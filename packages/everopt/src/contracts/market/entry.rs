//! Entrypoint messages for the market contract.
use super::config::ConfigUpdate;
use super::position::{OptionKind, Position, PositionId};
use crate::number::{Collateral, Price};
use crate::prelude::RawAddr;
use crate::token::TokenInit;
use cosmwasm_schema::{cw_serde, QueryResponses};
use cosmwasm_std::{Decimal256, Timestamp};
use cw20::Cw20ReceiveMsg;

/// Parameters of the bucket grid, fixed at instantiation except for the
/// center (see [ExecuteMsg::Recenter]).
#[cw_serde]
pub struct GridParams {
    /// Initial center of the regular buckets
    pub center_price: Price,
    /// Width of each regular bucket
    pub bucket_width: Price,
    /// Number of regular buckets; even and at least 4. Two open tail
    /// buckets are added on top of these.
    pub num_regular: u32,
}

/// The one-time instantiation message.
#[cw_serde]
pub struct InstantiateMsg {
    /// Contract owner; defaults to the instantiation sender
    pub owner: Option<RawAddr>,
    /// Liquidity pool backing the market maker
    pub pool: RawAddr,
    /// Semi-fungible position token
    pub position_token: RawAddr,
    /// Price feed aggregator with its raw decimal places
    pub feed: Option<(RawAddr, u32)>,
    /// The quote asset
    pub token: TokenInit,
    /// Bucket grid parameters
    pub grid: GridParams,
    /// Modifications to the default config values
    pub config: Option<ConfigUpdate>,
}

/// Migration message, currently empty.
#[cw_serde]
pub struct MigrateMsg {}

/// Execute message for the market contract.
#[cw_serde]
pub enum ExecuteMsg {
    /// cw20 receive hook; the embedded message must be one of the
    /// fund-carrying variants
    Receive(Cw20ReceiveMsg),

    /// Owner-only executions
    Owner(ExecuteOwnerMsg),

    /// One-shot pricing engine initialization.
    ///
    /// The subsidy sets the engine's initial cost and with it the constant
    /// utility level; it must not exceed the pool's reserved subsidy.
    InitializeEngine {
        /// Initial cost, in quote units (WAD)
        subsidy: Collateral,
        /// When given, seed a log-normal prior of this width around the
        /// current spot instead of the uniform prior
        sigma: Option<Decimal256>,
    },

    /// Open a position. Attached funds must cover the quoted premium plus
    /// `prefund`; any excess is returned.
    Buy {
        /// Call or put
        kind: OptionKind,
        /// Strike price in quote units
        strike: Price,
        /// Option size, WAD
        size: Decimal256,
        /// Funding escrow to seed the position with; must be at least the
        /// configured minimum funding balance
        prefund: Collateral,
    },

    /// Sell size back to the market maker. Owner-only; a full-size sell
    /// closes the position.
    Sell {
        /// Position to sell from
        id: PositionId,
        /// Size to sell, WAD
        size: Decimal256,
    },

    /// Exercise an in-the-money position at spot, closing it.
    Exercise {
        /// Position to exercise
        id: PositionId,
    },

    /// Top up a position's funding escrow. Funds attached.
    DepositFunding {
        /// Position to fund
        id: PositionId,
    },

    /// Settle accrued funding against a position's escrow. Permissionless.
    AccrueFunding {
        /// Position to accrue
        id: PositionId,
    },

    /// Close a position whose funding has drained. Permissionless; the
    /// remaining escrow is awarded to the caller.
    Liquidate {
        /// Position to liquidate
        id: PositionId,
    },

    /// Move the bucket grid to a new center. Permissionless, but only
    /// accepted while the rebalance condition holds.
    Recenter {
        /// New center price
        new_center: Price,
    },

    /// Commit an off-chain solved cost after on-chain verification of the
    /// cost-function residual. The submitted shares must match the
    /// committed state exactly.
    VerifyAndSetCost {
        /// Proposed cost
        cost: crate::number::Number,
        /// Witness of the share vector the cost was solved against
        shares: Vec<crate::number::Number>,
    },
}

/// Owner-only execute messages.
#[cw_serde]
pub enum ExecuteOwnerMsg {
    /// Update part of the configuration
    ConfigUpdate {
        /// New configuration parameters
        update: ConfigUpdate,
    },

    /// Commit (or clear) the Merkle root of off-chain computed price
    /// bounds, hex-encoded SHA-256
    SetPriceBounds {
        /// New root; `None` disables bound verification
        root: Option<String>,
    },
}

/// Query message for the market contract.
#[cw_serde]
#[derive(QueryResponses)]
pub enum QueryMsg {
    /// Current configuration
    #[returns(super::config::Config)]
    Config {},

    /// Bucket grid summary
    #[returns(BucketsResp)]
    Buckets {},

    /// Midpoint and bounds of one bucket
    #[returns(BucketResp)]
    Bucket {
        /// Bucket index, `0..=num_regular+1`
        index: u32,
    },

    /// Index of the bucket containing the given price
    #[returns(u32)]
    BucketIndex {
        /// Price to look up
        price: Price,
    },

    /// Current spot from the price feed
    #[returns(Price)]
    SpotPrice {},

    /// Whether spot has drifted far enough from the grid center to allow
    /// a recenter. Feed errors report as `false`.
    #[returns(bool)]
    NeedsRebalance {},

    /// Pricing engine state
    #[returns(EngineStateResp)]
    EngineState {},

    /// Cost of buying the given option
    #[returns(QuoteResp)]
    QuoteBuy {
        /// Call or put
        kind: OptionKind,
        /// Strike price
        strike: Price,
        /// Size, WAD
        size: Decimal256,
    },

    /// Revenue of selling the given option
    #[returns(QuoteResp)]
    QuoteSell {
        /// Call or put
        kind: OptionKind,
        /// Strike price
        strike: Price,
        /// Size, WAD
        size: Decimal256,
    },

    /// The engine's risk-neutral probability of each bucket
    #[returns(RiskNeutralResp)]
    RiskNeutralPrices {},

    /// Bucket midpoints zipped with their risk-neutral probabilities
    #[returns(ImpliedDistributionResp)]
    ImpliedDistribution {},

    /// Mark price of the given option per unit of size
    #[returns(Price)]
    MarkPrice {
        /// Call or put
        kind: OptionKind,
        /// Strike price
        strike: Price,
    },

    /// Intrinsic value of the given option at spot, per unit of size
    #[returns(Price)]
    Intrinsic {
        /// Call or put
        kind: OptionKind,
        /// Strike price
        strike: Price,
    },

    /// Funding drain per second for a position of the given shape
    #[returns(Collateral)]
    FundingPerSecond {
        /// Call or put
        kind: OptionKind,
        /// Strike price
        strike: Price,
        /// Size, WAD
        size: Decimal256,
    },

    /// A single position
    #[returns(PositionResp)]
    Position {
        /// Position id
        id: PositionId,
    },

    /// All position ids belonging to an owner
    #[returns(PositionsResp)]
    Positions {
        /// Position owner
        owner: RawAddr,
    },

    /// Funding owed by a position since its last accrual, without mutating
    #[returns(PendingFundingResp)]
    PendingFunding {
        /// Position id
        id: PositionId,
    },

    /// Whether the position may currently be liquidated
    #[returns(bool)]
    IsLiquidatable {
        /// Position id
        id: PositionId,
    },

    /// The committed price-bounds Merkle root, if any
    #[returns(Option<String>)]
    PriceBounds {},

    /// Verify a single off-chain price bound against the committed root.
    /// Always true when no root is committed.
    #[returns(bool)]
    VerifyPriceBound {
        /// Call or put
        kind: OptionKind,
        /// Strike price
        strike: Price,
        /// Published bid
        bid: Price,
        /// Published ask
        ask: Price,
        /// Merkle proof, hex-encoded sibling hashes leaf-to-root
        proof: Vec<String>,
    },
}

/// Response for [QueryMsg::Buckets].
#[cw_serde]
pub struct BucketsResp {
    /// Current grid center
    pub center_price: Price,
    /// Regular bucket width
    pub bucket_width: Price,
    /// Number of regular buckets
    pub num_regular: u32,
    /// Lower edge of the regular range
    pub lower_edge: Price,
    /// Upper edge of the regular range
    pub upper_edge: Price,
    /// Midpoints of all buckets, tails included
    pub midpoints: Vec<Price>,
}

/// Response for [QueryMsg::Bucket].
#[cw_serde]
pub struct BucketResp {
    /// Bucket midpoint
    pub midpoint: Price,
    /// Inclusive lower bound
    pub lower: Price,
    /// Exclusive upper bound; `None` for the upper tail
    pub upper: Option<Price>,
}

/// Response for [QueryMsg::EngineState].
#[cw_serde]
pub struct EngineStateResp {
    /// Whether [ExecuteMsg::InitializeEngine] has run
    pub initialized: bool,
    /// Cached cost `C`
    pub cost: crate::number::Number,
    /// Constant utility level `U`
    pub utility: crate::number::Number,
    /// Share vector `q`
    pub shares: Vec<crate::number::Number>,
    /// Prior `π`
    pub prior: Vec<Decimal256>,
    /// Total bucket count, tails included
    pub num_buckets: u32,
}

/// Response for the quote queries.
#[cw_serde]
pub struct QuoteResp {
    /// Premium (buy) or revenue (sell), in quote units (WAD)
    pub amount: Collateral,
}

/// Response for [QueryMsg::RiskNeutralPrices].
#[cw_serde]
pub struct RiskNeutralResp {
    /// Probability per bucket; sums to 1 up to numerical tolerance
    pub prices: Vec<Decimal256>,
}

/// Response for [QueryMsg::ImpliedDistribution].
#[cw_serde]
pub struct ImpliedDistributionResp {
    /// Bucket midpoints
    pub midpoints: Vec<Price>,
    /// Risk-neutral probability of each bucket
    pub prices: Vec<Decimal256>,
}

/// Response for [QueryMsg::Position].
#[cw_serde]
pub struct PositionResp {
    /// The queried id
    pub id: PositionId,
    /// The position
    pub position: Position,
}

/// Response for [QueryMsg::Positions].
#[cw_serde]
pub struct PositionsResp {
    /// All positions of the owner, open and closed
    pub positions: Vec<PositionResp>,
}

/// Response for [QueryMsg::PendingFunding].
#[cw_serde]
pub struct PendingFundingResp {
    /// Funding that an accrual right now would debit
    pub amount: Collateral,
    /// Time the position last accrued
    pub last_funding_time: Timestamp,
}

···

Please find every line in the listing that holds the string "configuration" and copy it.

▶ [Task solution]
    /// Update part of the configuration
        /// New configuration parameters
    /// Current configuration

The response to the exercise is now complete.